Their site and brick and mortar are the only places I've ordered. 

Edit: looks like there is no more brick and mortar, but they're in whole foods now.


----------



## ecchef (Mar 19, 2021)

captaincaed said:


> It's this one. Yours is wrong.
> View attachment 119065
> 
> 
> If any of you mother ****ers says Tabasco I'm taking away your remaining testicle and speaking privileges.


I picked up a bottle of Aardvark in Portland a few years ago. I wasn’t super impressed really.
This is my ‘go to’...


----------



## MrHiggins (Mar 19, 2021)

I say this with full understanding that I'm engaging in the typical KKF snobbery that I sometimes detest, but . . . once I made my own fermented hot sauce, I can't go back to the bottled stuff. I urge you to try and make your own.


----------



## Krouton (Mar 19, 2021)

captaincaed said:


> How much hot sauce do you eat that cost is a consideration?


A lot.... But the bottles of Cutino are only 4oz and I usually finish it within 2-3 burritos/plates of tacos. At like $9 a bottle, it's not a good thing to make a habit of.


----------



## ian (Mar 19, 2021)

MrHiggins said:


> I say this with full understanding that I'm engaging in the typical KKF snobbery that I sometimes detest, but . . . once I made my own fermented hot sauce, I can't go back to the bottled stuff. I urge you to try and make your own.



Homemade fermented is pretty great. For store bought sauces, I’ve liked Marie Sharp and some Yellowbird, but I haven’t had anything that really was breathtaking.


----------



## captaincaed (Mar 19, 2021)

MrHiggins said:


> I say this with full understanding that I'm engaging in the typical KKF snobbery that I sometimes detest, but . . . once I made my own fermented hot sauce, I can't go back to the bottled stuff. I urge you to try and make your own.


I've wanted to try the It's Alive recipe quite a lot


----------



## captaincaed (Mar 19, 2021)

Krouton said:


> A lot.... But the bottles of Cutino are only 4oz and I usually finish it within 2-3 burritos/plates of tacos. At like $9 a bottle, it's not a good thing to make a habit of.


Time to put that fancy knife to use chopping your own peppers. Half a bottle per burrito? Come on


----------



## captaincaed (Mar 19, 2021)

ecchef said:


> I picked up a bottle of Aardvark in Portland a few years ago. I wasn’t super impressed really.


Aardvark isn't a first time wow factor sauce.
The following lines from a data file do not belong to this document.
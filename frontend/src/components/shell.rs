//! Authenticated page frame: sidebar navigation, theme toggle and logout.

use yew::prelude::*;
use yew_router::prelude::*;

use common::theme::Theme;

use crate::api::{self, auth};
use crate::helpers::{icon, show_toast};
use crate::routes::Route;
use crate::storage;

const NAV_ITEMS: [(&str, &str, Route); 4] = [
    ("dashboard", "Dashboard", Route::Dashboards),
    ("description", "Templates", Route::Templates),
    ("table_chart", "Tablas", Route::Table),
    ("upload_file", "Subir", Route::Upload),
];

pub enum Msg {
    ToggleTheme,
    Logout,
}

#[derive(Properties, PartialEq)]
pub struct AppShellProps {
    #[prop_or_default]
    pub children: Html,
}

pub struct AppShell {
    theme: Theme,
}

impl Component for AppShell {
    type Message = Msg;
    type Properties = AppShellProps;

    fn create(ctx: &Context<Self>) -> Self {
        let theme = api::client_from(ctx)
            .map(|c| storage::load_theme(&c.config().theme_storage_key))
            .unwrap_or_default();
        Self { theme }
    }

    fn update(&mut self, ctx: &Context<Self>, msg: Self::Message) -> bool {
        match msg {
            Msg::ToggleTheme => {
                self.theme = self.theme.toggled();
                storage::apply_theme(self.theme);
                if let Some(client) = api::client_from(ctx) {
                    storage::save_theme(&client.config().theme_storage_key, self.theme);
                }
                true
            }
            Msg::Logout => {
                if let Some(client) = api::client_from(ctx) {
                    auth::logout(&client);
                }
                show_toast("Sesión cerrada");
                if let Some(navigator) = ctx.link().navigator() {
                    navigator.push(&Route::Login);
                }
                false
            }
        }
    }

    fn view(&self, ctx: &Context<Self>) -> Html {
        let current = ctx.link().route::<Route>();
        let current_path = current.as_ref().map(|r| r.to_path()).unwrap_or_default();

        html! {
            <div class="app-shell">
                <aside class="sidebar" data-export-ignore="true">
                    <Link<Route> classes="sidebar-brand" to={Route::Dashboards}>{"KeepDM"}</Link<Route>>
                    <nav class="sidebar-nav">
                        { for NAV_ITEMS.iter().map(|(icon_name, label, route)| {
                            let active = is_section_of(&current_path, &route.to_path());
                            html! {
                                <Link<Route>
                                    classes={classes!("nav-item", active.then_some("active"))}
                                    to={route.clone()}
                                >
                                    { icon(icon_name) }
                                    <span>{ *label }</span>
                                </Link<Route>>
                            }
                        }) }
                    </nav>
                    <div class="sidebar-footer">
                        <Link<Route> classes="nav-item" to={Route::Profile}>
                            { icon("person") }
                            <span>{"Perfil"}</span>
                        </Link<Route>>
                        <button class="nav-item" onclick={ctx.link().callback(|_| Msg::ToggleTheme)}>
                            { icon(self.theme.toggle_icon()) }
                            <span>{"Tema"}</span>
                        </button>
                        <button class="nav-item" onclick={ctx.link().callback(|_| Msg::Logout)}>
                            { icon("logout") }
                            <span>{"Cerrar sesión"}</span>
                        </button>
                    </div>
                </aside>
                <main class="app-content">
                    { ctx.props().children.clone() }
                </main>
            </div>
        }
    }
}

/// `/templates/abc` belongs to the `/templates` section, `/table-manager` does not belong to `/table`.
fn is_section_of(current: &str, section: &str) -> bool {
    current == section
        || current
            .strip_prefix(section)
            .is_some_and(|rest| rest.starts_with('/'))
}

#[cfg(test)]
mod tests {
    use super::is_section_of;

    #[test]
    fn section_matching() {
        assert!(is_section_of("/templates", "/templates"));
        assert!(is_section_of("/templates/t1/edit", "/templates"));
        assert!(is_section_of("/dashboard/create", "/dashboard"));
        assert!(!is_section_of("/table-manager", "/table"));
        assert!(!is_section_of("/upload", "/dashboard"));
    }
}
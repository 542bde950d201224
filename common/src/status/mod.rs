/// Lifecycle of a value fetched by a view.
///
/// Views start in `Loading`, move to `Ready` or `Failed` exactly once per fetch,
/// and never retry on their own.
#[derive(Clone, Debug, PartialEq, Default)]
pub enum LoadState<T> {
    #[default]
    Loading,
    Ready(T),
    Failed(String),
}

impl<T> LoadState<T> {
    pub fn from_result<E: std::fmt::Display>(result: Result<T, E>) -> Self {
        match result {
            Ok(value) => LoadState::Ready(value),
            Err(err) => LoadState::Failed(err.to_string()),
        }
    }

    pub fn ready(&self) -> Option<&T> {
        match self {
            LoadState::Ready(value) => Some(value),
            _ => None,
        }
    }

    pub fn is_loading(&self) -> bool {
        matches!(self, LoadState::Loading)
    }
}

#[cfg(test)]
mod tests {
    use super::*;

    #[test]
    fn from_result_maps_both_arms() {
        let ok: LoadState<u8> = LoadState::from_result::<String>(Ok(3));
        assert_eq!(ok.ready(), Some(&3));
        let failed: LoadState<u8> = LoadState::from_result(Err("sin red"));
        assert_eq!(failed, LoadState::Failed("sin red".into()));
        assert!(LoadState::<u8>::default().is_loading());
    }
}
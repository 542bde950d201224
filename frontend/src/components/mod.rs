pub mod shell;
pub mod top_sheet;
pub mod upload_dialog;
pub mod widgets;
pub mod workspace_grid;
//! Presentation formatting shared by the widget renderers.

use num_format::{Locale, ToFormattedString};

/// Axis labels longer than this are shortened.
pub const MAX_LABEL_CHARS: usize = 15;
const TRUNCATED_LABEL_CHARS: usize = 12;

/// How a metric tile shows its value.
#[derive(Debug, Clone, Copy, PartialEq, Eq, Default)]
pub enum KpiFormat {
    #[default]
    Number,
    Currency,
    Percentage,
}

pub fn format_kpi(value: f64, format: KpiFormat) -> String {
    match format {
        KpiFormat::Number => group_with_decimals(value),
        KpiFormat::Currency => {
            let grouped = group_with_decimals(value.abs());
            if value < 0.0 {
                format!("-${}", grouped)
            } else {
                format!("${}", grouped)
            }
        }
        KpiFormat::Percentage => format!("{:.2}%", value),
    }
}

/// Thousands separators and at most two decimals, trailing zeros dropped.
pub fn group_with_decimals(value: f64) -> String {
    if !value.is_finite() {
        return value.to_string();
    }
    let cents = (value.abs() * 100.0).round() as u64;
    let whole = (cents / 100).to_formatted_string(&Locale::en);
    let fraction = match cents % 100 {
        0 => String::new(),
        f if f % 10 == 0 => format!(".{}", f / 10),
        f => format!(".{:02}", f),
    };
    let sign = if value < 0.0 && cents > 0 { "-" } else { "" };
    format!("{}{}{}", sign, whole, fraction)
}

/// Axis tick abbreviation: `1.5M`, `2.0K`, otherwise the plain number.
pub fn abbreviate(value: f64) -> String {
    if value >= 1_000_000.0 {
        format!("{:.1}M", value / 1_000_000.0)
    } else if value >= 1_000.0 {
        format!("{:.1}K", value / 1_000.0)
    } else {
        value.to_string()
    }
}

pub fn truncate_label(label: &str) -> String {
    if label.chars().count() > MAX_LABEL_CHARS {
        let head: String = label.chars().take(TRUNCATED_LABEL_CHARS).collect();
        format!("{}...", head)
    } else {
        label.to_string()
    }
}

/// Pie slice caption, e.g. `Norte: 25%`.
pub fn slice_caption(label: &str, share: f64) -> String {
    format!("{}: {:.0}%", label, share * 100.0)
}

/// Pie legend entry, e.g. `Norte (12)`.
pub fn legend_entry(label: &str, value: f64) -> String {
    format!("{} ({})", label, value)
}

#[cfg(test)]
mod tests {
    use super::*;

    #[test]
    fn kpi_formats() {
        assert_eq!(format_kpi(1234567.891, KpiFormat::Number), "1,234,567.89");
        assert_eq!(format_kpi(1500.0, KpiFormat::Number), "1,500");
        assert_eq!(format_kpi(0.5, KpiFormat::Number), "0.5");
        assert_eq!(format_kpi(-42.129, KpiFormat::Number), "-42.13");
        assert_eq!(format_kpi(1234.5, KpiFormat::Currency), "$1,234.5");
        assert_eq!(format_kpi(-3.0, KpiFormat::Currency), "-$3");
        assert_eq!(format_kpi(12.3456, KpiFormat::Percentage), "12.35%");
    }

    #[test]
    fn tiles_default_to_grouped_numbers() {
        assert_eq!(KpiFormat::default(), KpiFormat::Number);
        assert_eq!(format_kpi(98765.4, KpiFormat::default()), "98,765.4");
    }

    #[test]
    fn abbreviations() {
        assert_eq!(abbreviate(2_500_000.0), "2.5M");
        assert_eq!(abbreviate(1_000_000.0), "1.0M");
        assert_eq!(abbreviate(1_000.0), "1.0K");
        assert_eq!(abbreviate(999.0), "999");
        assert_eq!(abbreviate(2.5), "2.5");
    }

    #[test]
    fn long_labels_are_truncated() {
        assert_eq!(truncate_label("Quince letras!!"), "Quince letras!!");
        assert_eq!(truncate_label("Dieciséis letras"), "Dieciséis le...");
        assert_eq!(truncate_label("Norte"), "Norte");
    }

    #[test]
    fn pie_texts() {
        assert_eq!(slice_caption("Norte", 0.254), "Norte: 25%");
        assert_eq!(legend_entry("Sur", 12.0), "Sur (12)");
    }
}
It's the one you notice at a brunch place, remember a few months later, but you want to keep using it. 
I'm still taking notes from the responses tho


----------



## Krouton (Mar 19, 2021)

captaincaed said:


> Time to put that fancy knife to use chopping your own peppers. Half a bottle per burrito? Come on



I've made my own sauce before, I just like to try a lot of different ones.


----------



## jwthaparc (Mar 19, 2021)

I like my chipotle tobasco especially using it before breading fried fish. Wanna fight?


----------



## M1k3 (Mar 19, 2021)

I always keep a bottle of Sriracha, Red Rooster and Cholula around. My staples.


----------



## DavidPF (Mar 19, 2021)

I already mentioned it in another thread, but I've been using and liking El Yucateco "kutbil-ik" sauce. It's simple, inexpensive, quite hot, and tastes like charred peppers (not like a chemistry experiment). Works for me.
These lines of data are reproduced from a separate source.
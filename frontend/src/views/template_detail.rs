use yew::platform::spawn_local;
use yew::prelude::*;
use yew_router::prelude::*;

use common::dates::format_date_time;
use common::error::ApiError;
use common::model::template::Template;
use common::status::LoadState;

use crate::api::{self, templates};
use crate::helpers::{confirm, download_bytes, icon, icon_button, navigate_after, page_header, placeholder, show_error, show_success};
use crate::routes::Route;
use crate::views::templates::XLSX_MIME;

pub enum Msg {
    Load,
    Loaded(Result<Template, ApiError>),
    Delete,
    Deleted(Result<(), ApiError>),
    Download,
    Downloaded(Result<Vec<u8>, ApiError>),
}

#[derive(Properties, PartialEq)]
pub struct TemplateDetailProps {
    pub id: String,
}

pub struct TemplateDetail {
    template: LoadState<Template>,
    deleting: bool,
}

impl Component for TemplateDetail {
    type Message = Msg;
    type Properties = TemplateDetailProps;

    fn create(ctx: &Context<Self>) -> Self {
        ctx.link().send_message(Msg::Load);
        Self {
            template: LoadState::Loading,
            deleting: false,
        }
    }

    fn changed(&mut self, ctx: &Context<Self>, old_props: &Self::Properties) -> bool {
        if ctx.props().id != old_props.id {
            ctx.link().send_message(Msg::Load);
        }
        false
    }

    fn update(&mut self, ctx: &Context<Self>, msg: Self::Message) -> bool {
        let id = ctx.props().id.clone();
        match msg {
            Msg::Load => {
                if id.trim().is_empty() {
                    show_error("ID de template no válido");
                    navigate_after(ctx.link().navigator(), Route::Templates, 0);
                    return false;
                }
                let Some(client) = api::client_from(ctx) else {
                    return false;
                };
                self.template = LoadState::Loading;
                let link = ctx.link().clone();
                spawn_local(async move {
                    link.send_message(Msg::Loaded(templates::get(&client, &id).await));
                });
                true
            }
            Msg::Loaded(result) => {
                if result.is_err() {
                    show_error("Error al cargar el template");
                }
                self.template = LoadState::from_result(result);
                true
            }
            Msg::Delete => {
                let Some(template) = self.template.ready() else {
                    return false;
                };
                let question = format!(
                    "¿Eliminar el template \"{}\"? Esta acción no se puede deshacer.",
                    template.name
                );
                if self.deleting || !confirm(&question) {
                    return false;
                }
                let Some(client) = api::client_from(ctx) else {
                    return false;
                };
                self.deleting = true;
                let link = ctx.link().clone();
                spawn_local(async move {
                    link.send_message(Msg::Deleted(templates::delete(&client, &id).await));
                });
                true
            }
            Msg::Deleted(result) => {
                self.deleting = false;
                if result.is_ok() {
                    show_success("Template eliminado exitosamente");
                    let delay = api::client_from(ctx)
                        .map(|c| c.config().redirect_delay_ms)
                        .unwrap_or(common::config::DEFAULT_REDIRECT_DELAY_MS);
                    navigate_after(ctx.link().navigator(), Route::Templates, delay);
                }
                true
            }
            Msg::Download => {
                if let Some(client) = api::client_from(ctx) {
                    let link = ctx.link().clone();
                    spawn_local(async move {
                        link.send_message(Msg::Downloaded(templates::download(&client, &id).await));
                    });
                }
                false
            }
            Msg::Downloaded(result) => {
                if let (Ok(bytes), Some(template)) = (result, self.template.ready()) {
                    download_bytes(&bytes, &format!("{}.xlsx", template.name), XLSX_MIME);
                }
                false
            }
        }
    }

    fn view(&self, ctx: &Context<Self>) -> Html {
        let template = match &self.template {
            LoadState::Loading => return placeholder("Cargando template..."),
            LoadState::Failed(_) => return placeholder("Template no encontrado"),
            LoadState::Ready(template) => template,
        };
        let link = ctx.link();
        let actions = html! {
            <>
                <Link<Route> classes="btn" to={Route::Templates}>{ icon("arrow_back") }{"Volver"}</Link<Route>>
                { icon_button("download", "Descargar", link.callback(|_| Msg::Download), false) }
                <Link<Route> classes="btn" to={Route::TemplateEdit { id: template.id.clone() }}>
                    { icon("edit") }{"Editar"}
                </Link<Route>>
                { icon_button("delete", "Eliminar", link.callback(|_| Msg::Delete), self.deleting) }
            </>
        };

        html! {
            <section class="page">
                { page_header(&template.name, Some(&format!("{} columnas", template.columns.len())), actions) }
                <table class="data-table">
                    <thead><tr><th>{"#"}</th><th>{"Columna"}</th><th>{"Tipo"}</th></tr></thead>
                    <tbody>
                        { for template.columns.iter().enumerate().map(|(i, (name, column_type))| html! {
                            <tr>
                                <td>{ i + 1 }</td>
                                <td>{ name.to_string() }</td>
                                <td><span class="badge">{ column_type.label() }</span></td>
                            </tr>
                        }) }
                    </tbody>
                </table>
                <dl class="meta">
                    <dt>{"Creado"}</dt><dd>{ format_date_time(&template.created_at) }</dd>
                    <dt>{"Actualizado"}</dt><dd>{ format_date_time(&template.updated_at) }</dd>
                </dl>
            </section>
        }
    }
}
Edit: @Krouton - you might try mixing in a little of this one, if you can get it - it might reduce your sauce budget by replacing part of the expensive stuff. Definitely a bang-for-the-buck sauce.


----------



## Krouton (Mar 19, 2021)

DavidPF said:


> I already mentioned it in another thread, but I've been using and liking El Yucateco "kutbil-ik" sauce. It's simple, inexpensive, quite hot, and tastes like charred peppers (not like a chemistry experiment). Works for me.
> 
> Edit: @Krouton - you might try mixing in a little of this one, if you can get it - it might reduce your sauce budget by replacing part of the expensive stuff. Definitely a bang-for-the-buck sauce.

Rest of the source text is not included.